Seit dem Massaker 1988 lebt Familie Zabala in Montería. Trotzdem ist das Haus von Esther und ihrer Mutter María Zabala ist kahl. Persönliche Gegenstände gibt es kaum, auch keine Möbel, nur einen Schreibtisch aus Holz, ein Aquarium und ein paar Plastikstühle.

Es ist das Haus einer Vertriebenen und ihrer Familie. Einzige Dekoration ist ein kleiner Bilderrahmen mit zwei Fotos an der weißen Wand.

Marias Mann Antonio José Polo Hernández (rechts) und sein Onkel Emiliano Hernández wurden am 14. Dezember 1988 ermordet.
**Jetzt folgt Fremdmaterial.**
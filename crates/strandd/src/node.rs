//! Node assembly — binds the payload plane, registers with the coordinator,
//! and wires the control dispatcher, receive loop, forwarding engine, and
//! optional local source into one running relay node.

use std::net::SocketAddr;
use std::sync::Arc;
use std::time::Duration;

use anyhow::{Context, Result};
use bytes::Bytes;
use tokio::net::UdpSocket;
use tokio::sync::{broadcast, mpsc};

use strand_core::config::StrandConfig;
use strand_core::control::ControlMessage;
use strand_core::wire::origin_id;
use strand_services::{
    ChainState, ConnectionManager, DedupWindow, LinkTable, NameRegistry, PayloadUnit,
    UnitReassembler,
};

use crate::control::{self, ControlSignaler, Dispatcher};
use crate::relay::{forward::ForwardEngine, receive};
use crate::source::UnitSource;

pub struct Node;

/// A running node. Stops on [`NodeHandle::shutdown`] or when the handle
/// is dropped.
#[derive(Debug)]
pub struct NodeHandle {
    pub name: String,
    pub payload_endpoint: SocketAddr,
    /// Local consumer stream: every unit this node accepts, exactly once.
    pub delivered: mpsc::Receiver<PayloadUnit>,
    /// Originate data units from this node. Dropping the sender (after at
    /// least one unit) emits the origin's end-of-stream marker.
    pub origin: Option<mpsc::Sender<Bytes>>,
    chain: ChainState,
    shutdown_tx: broadcast::Sender<()>,
}

impl NodeHandle {
    pub fn shutdown(&self) {
        let _ = self.shutdown_tx.send(());
    }

    /// Current downstream neighbor name, if any.
    pub fn next_name(&self) -> Option<String> {
        self.chain.next().map(|p| p.name)
    }

    pub async fn originate(&self, bytes: Bytes) -> Result<()> {
        self.origin
            .as_ref()
            .context("origin channel already closed")?
            .send(bytes)
            .await
            .context("node stopped")
    }

    /// Close the origin stream, emitting STREAM_END downstream.
    pub fn end_stream(&mut self) {
        self.origin = None;
    }
}

impl Node {
    /// Bring a node up. Fatal errors: payload bind failure, coordinator
    /// unreachable, registration rejected. Source failure is NOT fatal —
    /// the node continues in pure-relay mode.
    pub async fn start(config: StrandConfig) -> Result<NodeHandle> {
        let name = if config.node.name.is_empty() {
            format!("node-{}", std::process::id())
        } else {
            config.node.name.clone()
        };

        // Payload plane first: the registered endpoint must be live before
        // any upstream neighbor learns it.
        let socket = Arc::new(
            UdpSocket::bind(&config.network.payload_addr)
                .await
                .with_context(|| {
                    format!("failed to bind payload socket {}", config.network.payload_addr)
                })?,
        );
        let payload_endpoint = socket.local_addr()?;
        tracing::info!(%name, %payload_endpoint, "payload plane bound");

        let registration = control::register(
            &config.coordinator.endpoint,
            &name,
            payload_endpoint,
            &config.node.strand,
        )
        .await?;

        // Shared state
        let chain = ChainState::new();
        let registry = NameRegistry::new();
        let links = LinkTable::new();
        registry.record(&name);
        if let Some(prev) = &registration.prev {
            registry.record(&prev.name);
            chain.set_prev(Some(prev.clone()));
        }

        let (control_tx, control_rx) = mpsc::unbounded_channel::<ControlMessage>();
        let (shutdown_tx, _) = broadcast::channel::<()>(1);

        let signaler = Arc::new(ControlSignaler {
            self_name: name.clone(),
            payload_endpoint,
            control_tx: control_tx.clone(),
        });
        let manager = ConnectionManager::new(
            name.clone(),
            links.clone(),
            signaler,
            Duration::from_secs(config.relay.connect_timeout_secs),
        );

        let dispatcher = Arc::new(Dispatcher::new(
            name.clone(),
            payload_endpoint,
            chain.clone(),
            registry.clone(),
            links.clone(),
            manager.clone(),
            control_tx.clone(),
        ));

        // Control plane tasks. Events arriving from here on are queued by
        // the dispatcher until local prerequisites are met.
        {
            let dispatcher = dispatcher.clone();
            let shutdown = shutdown_tx.subscribe();
            let reader = registration.reader;
            tokio::spawn(async move {
                if let Err(e) = control::read_loop(reader, dispatcher, shutdown).await {
                    tracing::warn!(error = %e, "control reader terminated");
                }
            });
        }
        {
            let shutdown = shutdown_tx.subscribe();
            let writer = registration.writer;
            tokio::spawn(async move {
                if let Err(e) = control::write_loop(writer, control_rx, shutdown).await {
                    tracing::warn!(error = %e, "control writer terminated");
                }
            });
        }

        // Data plane
        let reassembler = Arc::new(UnitReassembler::new(Duration::from_secs(
            config.relay.reassembly_timeout_secs,
        )));
        let (unit_tx, unit_rx) = mpsc::channel::<PayloadUnit>(256);
        let (consumer_tx, delivered) = mpsc::channel::<PayloadUnit>(256);

        {
            let socket = socket.clone();
            let reassembler = reassembler.clone();
            let unit_tx = unit_tx.clone();
            let shutdown = shutdown_tx.subscribe();
            tokio::spawn(async move {
                if let Err(e) = receive::receive_loop(socket, reassembler, unit_tx, shutdown).await
                {
                    tracing::warn!(error = %e, "receive loop terminated");
                }
            });
        }

        let engine = ForwardEngine::new(
            name.clone(),
            chain.clone(),
            DedupWindow::new(config.relay.dedup_window),
            registry.clone(),
            manager,
            socket,
            config.relay.max_chunk_bytes,
            config.relay.connect_retries,
            consumer_tx,
            control_tx,
            unit_rx,
            shutdown_tx.subscribe(),
        );
        tokio::spawn(async move {
            if let Err(e) = engine.run().await {
                tracing::warn!(error = %e, "forward engine terminated");
            }
        });

        // Origin path: hand out a sender; sequence numbers are assigned
        // here, and closing the channel ends the stream.
        let (origin_tx, mut origin_rx) = mpsc::channel::<Bytes>(64);
        {
            let unit_tx = unit_tx.clone();
            let origin = origin_id(&name);
            let node_name = name.clone();
            tokio::spawn(async move {
                let mut sequence = 0u64;
                while let Some(bytes) = origin_rx.recv().await {
                    sequence += 1;
                    let unit = PayloadUnit::data(origin, sequence, bytes);
                    if unit_tx.send(unit).await.is_err() {
                        return;
                    }
                }
                if sequence > 0 {
                    tracing::info!(name = %node_name, sequence, "origin stream ended");
                    let _ = unit_tx
                        .send(PayloadUnit::stream_end(origin, sequence + 1))
                        .await;
                }
            });
        }

        // Local source, if configured. Its initialization is the readiness
        // prerequisite: control events queue until the source is open (or
        // declined, or failed into pure-relay mode).
        let source = if config.source.enabled {
            match UnitSource::open(&config.source).await {
                Ok(source) => Some(source),
                Err(e) => {
                    tracing::warn!(error = %e, "source unavailable, continuing in pure-relay mode");
                    None
                }
            }
        } else {
            None
        };
        dispatcher.mark_ready();

        // With a live source the node originates on its own and the origin
        // channel belongs to the source task: its exhaustion ends the stream.
        let origin = if let Some(source) = source {
            let shutdown = shutdown_tx.subscribe();
            let interval = Duration::from_millis(config.source.unit_interval_ms.max(1));
            tokio::spawn(async move {
                source.run(interval, origin_tx, shutdown).await;
            });
            None
        } else {
            Some(origin_tx)
        };

        Ok(NodeHandle {
            name,
            payload_endpoint,
            delivered,
            origin,
            chain,
            shutdown_tx,
        })
    }
}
Die Bilder wurden wenige Monate zuvor aufgenommen.

Verantwortlich für das Massaker an Marias Familie war damals der sogenannte Clan Castaño, eine der paramilitärischen Gruppen, die von Ende der 1980er bis Anfang der 2000er Jahre in der Region Córdoba wüteten. Sie gierten vor allem nach dem wertvollen Land der Bauern.

Córdoba ist durch Landwirtschaft und Viehzucht geprägt. In den 1990er Jahren wurden mehr als 300.000 Bauern in dieser Region von ihren Höfen vertrieben. Die Familie Zabala ist eine dieser Familien. Die Bauern wurden bis heute nicht entschädigt. Der neue Friedensvertrag soll das ändern.
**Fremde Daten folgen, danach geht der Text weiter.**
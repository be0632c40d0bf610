//! Configuration system for Strand.
//!
//! Resolution order: environment variables → config file → defaults.
//!
//! Config file location:
//!   1. $STRAND_CONFIG (explicit override)
//!   2. $XDG_CONFIG_HOME/strand/config.toml
//!   3. ~/.config/strand/config.toml

use serde::{Deserialize, Serialize};
use std::path::PathBuf;

use crate::wire::{DEFAULT_CHUNK_BYTES, HANDSHAKE_TIMEOUT_SECS, REASSEMBLY_TIMEOUT_SECS};

/// Top-level configuration.
#[derive(Debug, Clone, Serialize, Deserialize)]
#[serde(default)]
pub struct StrandConfig {
    pub node: NodeConfig,
    pub coordinator: CoordinatorConfig,
    pub network: NetworkConfig,
    pub source: SourceConfig,
    pub relay: RelayConfig,
}

#[derive(Debug, Clone, Serialize, Deserialize)]
#[serde(default)]
pub struct NodeConfig {
    /// Unique peer name. Empty = derived from hostname and PID at startup.
    pub name: String,
    /// Strand this node joins.
    pub strand: String,
}

#[derive(Debug, Clone, Serialize, Deserialize)]
#[serde(default)]
pub struct CoordinatorConfig {
    /// TCP endpoint of the rendezvous coordinator.
    pub endpoint: String,
}

#[derive(Debug, Clone, Serialize, Deserialize)]
#[serde(default)]
pub struct NetworkConfig {
    /// UDP bind address for payload chunks; also the endpoint advertised to
    /// the coordinator. Port 0 = OS-assigned.
    pub payload_addr: String,
}

#[derive(Debug, Clone, Serialize, Deserialize)]
#[serde(default)]
pub struct SourceConfig {
    /// Whether this node originates units of its own. A node with no source
    /// (or a failed one) operates in pure-relay mode.
    pub enabled: bool,
    /// Directory of files fed into the strand as opaque payload units,
    /// in lexical order.
    pub path: PathBuf,
    /// Pacing between originated units, in milliseconds.
    pub unit_interval_ms: u64,
}

#[derive(Debug, Clone, Serialize, Deserialize)]
#[serde(default)]
pub struct RelayConfig {
    /// Maximum chunk payload per datagram. Units larger than this are split.
    pub max_chunk_bytes: usize,
    /// Dedup window capacity per origin. Oldest keys are evicted beyond this.
    pub dedup_window: usize,
    /// Incomplete reassembly buffers older than this are discarded.
    pub reassembly_timeout_secs: u64,
    /// Neighbor handshake timeout.
    pub connect_timeout_secs: u64,
    /// Lazy connect attempts when forwarding to a disconnected neighbor
    /// before the unit is dropped for that hop.
    pub connect_retries: u32,
}

// ── Defaults ─────────────────────────────────────────────────────────────────

impl Default for StrandConfig {
    fn default() -> Self {
        Self {
            node: NodeConfig::default(),
            coordinator: CoordinatorConfig::default(),
            network: NetworkConfig::default(),
            source: SourceConfig::default(),
            relay: RelayConfig::default(),
        }
    }
}

impl Default for NodeConfig {
    fn default() -> Self {
        Self {
            name: String::new(),
            strand: "default".to_string(),
        }
    }
}

impl Default for CoordinatorConfig {
    fn default() -> Self {
        Self {
            endpoint: "127.0.0.1:9000".to_string(),
        }
    }
}

impl Default for NetworkConfig {
    fn default() -> Self {
        Self {
            payload_addr: "127.0.0.1:0".to_string(),
        }
    }
}

impl Default for SourceConfig {
    fn default() -> Self {
        Self {
            enabled: false,
            path: data_dir().join("units"),
            unit_interval_ms: 40,
        }
    }
}

impl Default for RelayConfig {
    fn default() -> Self {
        Self {
            max_chunk_bytes: DEFAULT_CHUNK_BYTES,
            dedup_window: 4096,
            reassembly_timeout_secs: REASSEMBLY_TIMEOUT_SECS,
            connect_timeout_secs: HANDSHAKE_TIMEOUT_SECS,
            connect_retries: 1,
        }
    }
}

// ── Path helpers ─────────────────────────────────────────────────────────────

fn config_dir() -> PathBuf {
    std::env::var("XDG_CONFIG_HOME")
        .map(PathBuf::from)
        .unwrap_or_else(|_| dirs_or_home().join(".config"))
        .join("strand")
}

pub fn data_dir() -> PathBuf {
    std::env::var("XDG_DATA_HOME")
        .map(PathBuf::from)
        .unwrap_or_else(|_| dirs_or_home().join(".local").join("share"))
        .join("strand")
}

fn dirs_or_home() -> PathBuf {
    std::env::var("HOME")
        .map(PathBuf::from)
        .unwrap_or_else(|_| PathBuf::from("/tmp"))
}

// ── Errors ───────────────────────────────────────────────────────────────────

#[derive(Debug, thiserror::Error)]
pub enum ConfigError {
    #[error("failed to read {0}: {1}")]
    ReadFailed(PathBuf, std::io::Error),
    #[error("failed to parse {0}: {1}")]
    ParseFailed(PathBuf, toml::de::Error),
    #[error("failed to write {0}: {1}")]
    WriteFailed(PathBuf, std::io::Error),
    #[error("failed to serialize: {0}")]
    SerializeFailed(toml::ser::Error),
}

// ── Loading ──────────────────────────────────────────────────────────────────

impl StrandConfig {
    /// Load config: env vars → file → defaults.
    pub fn load() -> Result<Self, ConfigError> {
        let path = Self::file_path();
        let mut config = if path.exists() {
            let text = std::fs::read_to_string(&path)
                .map_err(|e| ConfigError::ReadFailed(path.clone(), e))?;
            toml::from_str(&text).map_err(|e| ConfigError::ParseFailed(path.clone(), e))?
        } else {
            StrandConfig::default()
        };
        config.apply_env_overrides();
        Ok(config)
    }

    /// Config file path.
    pub fn file_path() -> PathBuf {
        std::env::var("STRAND_CONFIG")
            .map(PathBuf::from)
            .unwrap_or_else(|_| config_dir().join("config.toml"))
    }

    /// Write default config if none exists. Returns the path.
    pub fn write_default_if_missing() -> Result<PathBuf, ConfigError> {
        let path = Self::file_path();
        if !path.exists() {
            if let Some(parent) = path.parent() {
                std::fs::create_dir_all(parent)
                    .map_err(|e| ConfigError::WriteFailed(path.clone(), e))?;
            }
            let text = toml::to_string_pretty(&StrandConfig::default())
                .map_err(ConfigError::SerializeFailed)?;
            std::fs::write(&path, text).map_err(|e| ConfigError::WriteFailed(path.clone(), e))?;
        }
        Ok(path)
    }

    /// Apply STRAND_* env var overrides.
    fn apply_env_overrides(&mut self) {
        if let Ok(v) = std::env::var("STRAND_NODE__NAME") {
            self.node.name = v;
        }
        if let Ok(v) = std::env::var("STRAND_NODE__STRAND") {
            self.node.strand = v;
        }
        if let Ok(v) = std::env::var("STRAND_COORDINATOR__ENDPOINT") {
            self.coordinator.endpoint = v;
        }
        if let Ok(v) = std::env::var("STRAND_NETWORK__PAYLOAD_ADDR") {
            self.network.payload_addr = v;
        }
        if let Ok(v) = std::env::var("STRAND_SOURCE__ENABLED") {
            self.source.enabled = v == "true" || v == "1";
        }
        if let Ok(v) = std::env::var("STRAND_SOURCE__PATH") {
            self.source.path = PathBuf::from(v);
        }
        if let Ok(v) = std::env::var("STRAND_RELAY__CONNECT_RETRIES") {
            if let Ok(n) = v.parse() {
                self.relay.connect_retries = n;
            }
        }
        if let Ok(v) = std::env::var("STRAND_RELAY__DEDUP_WINDOW") {
            if let Ok(n) = v.parse() {
                self.relay.dedup_window = n;
            }
        }
    }
}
Im Gesicht von María Zabala spiegeln sich Trauer und Wut, aber auch ein unbedingter Wille. María Zabala ist Opfer, aber auch Anführerin. Sie setzt sich für die vertriebenen Bauern oder ihre Witwen ein und wurde dafür bereits mit zwei wichtigen Preisen ausgezeichnet.
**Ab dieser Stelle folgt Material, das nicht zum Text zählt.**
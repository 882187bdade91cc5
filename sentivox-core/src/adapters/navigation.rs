//! Navigation adapter that records where the user was sent

use std::sync::Mutex;

use crate::domain::Route;
use crate::ports::Navigator;

/// [`Navigator`] keeping an ordered history of visited surfaces
///
/// Front-ends read `current()` after an operation to decide which surface to
/// show next. Navigating to the surface already shown is a no-op.
#[derive(Debug)]
pub struct HistoryNavigator {
    history: Mutex<Vec<Route>>,
}

impl HistoryNavigator {
    pub fn new() -> Self {
        Self {
            history: Mutex::new(Vec::new()),
        }
    }

    pub fn current(&self) -> Option<Route> {
        self.history.lock().ok().and_then(|h| h.last().copied())
    }

    pub fn history(&self) -> Vec<Route> {
        self.history.lock().map(|h| h.clone()).unwrap_or_default()
    }

    /// How many times the user arrived at `route`
    pub fn count(&self, route: Route) -> usize {
        self.history().iter().filter(|r| **r == route).count()
    }
}

impl Default for HistoryNavigator {
    fn default() -> Self {
        Self::new()
    }
}

impl Navigator for HistoryNavigator {
    fn navigate(&self, route: Route) {
        if let Ok(mut history) = self.history.lock() {
            if history.last() != Some(&route) {
                history.push(route);
            }
        }
    }
}
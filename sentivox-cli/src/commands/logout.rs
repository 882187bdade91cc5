//! Logout command - end the session

use anyhow::Result;

use super::{get_context, log_command};
use crate::output;

pub async fn run() -> Result<()> {
    let ctx = get_context()?;
    log_command(&ctx, "logout");

    let notify = ctx.session.logout();
    output::success("Signed out.");

    // The process exits right after; give the server notification its chance
    let spinner = output::spinner("Notifying server...");
    let _ = notify.await;
    spinner.finish_and_clear();
    Ok(())
}
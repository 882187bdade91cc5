//! Remote authentication service port

use async_trait::async_trait;

use crate::domain::result::Result;
use crate::domain::{Identity, SessionCheck};

/// The remote authentication service
///
/// Every method is a suspension point. Implementations report timeouts,
/// connection failures and undecodable responses as `Error::Network`; the
/// callers treat "no response" and "error response" the same way.
#[async_trait]
pub trait AuthService: Send + Sync {
    /// Ask the service who the current session belongs to
    async fn session_check(&self) -> Result<SessionCheck>;

    /// Exchange credentials for an identity
    ///
    /// `None` delegates to the server's default-credential handling.
    async fn login(&self, email: &str, password: Option<&str>) -> Result<Identity>;

    /// End the server-side session
    async fn logout(&self) -> Result<()>;

    /// Ask for a recovery link to be sent
    ///
    /// Succeeds whether or not an account exists for `email`.
    async fn request_recovery(&self, email: &str) -> Result<()>;

    /// Whether a recovery token is currently valid for `email`
    async fn verify_recovery_token(&self, token: &str, email: &str) -> Result<bool>;

    /// Set a new password using a recovery token
    ///
    /// A refusal carries the server's reason as `Error::Rejected`.
    async fn submit_recovery(&self, email: &str, token: &str, new_password: &str) -> Result<()>;
}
Esther hat von ihrer Mutter nicht nur den Schmerz, sondern auch ihre Willenskraft geerbt. Seit ein paar Monaten geht es ihr besser. Im kommenden Monat wird sie ihr Jura-Studium beenden. Arbeitserfahrung hat sie bei der Staatsanwaltschaft gesammelt und bei einer Behörde, die für die Überwachung der Menschenrechte in der Stadt zuständig ist.

Und Esther engagiert sich – genau wie ihre Mutter. Regelmäßig hilft sie Opfern des Krieges mit ihren juristischen Kenntnissen. Außerdem leitet sie eine Art Selbsthilfegruppe junger Frauen, die ähnlich wie sie selbst von der „Violencia“ traumatisiert sind.

Im Moment proben sie ein Theaterstück, in dem Gewalt gegen Frauen thematisiert wird. Esther ist die Regisseurin.

Sie reist auch ins Ausland, um über die Opfer des Konflikts in Kolumbien zu berichten. Sie hat ein Buch geschrieben – einen Gedicht-Band. Die junge Frau könnte sich vorstellen, nach dem Studium in einem Museum zu arbeiten, das sich mit der Geschichte Kolumbiens auseinandersetzt.

In einem kleinen Raum spielen die Enkel von María – die Kinder der Kinder des Krieges. Möglich, dass dies die erste Generation sein wird, die ohne Trauma aufwachsen kann.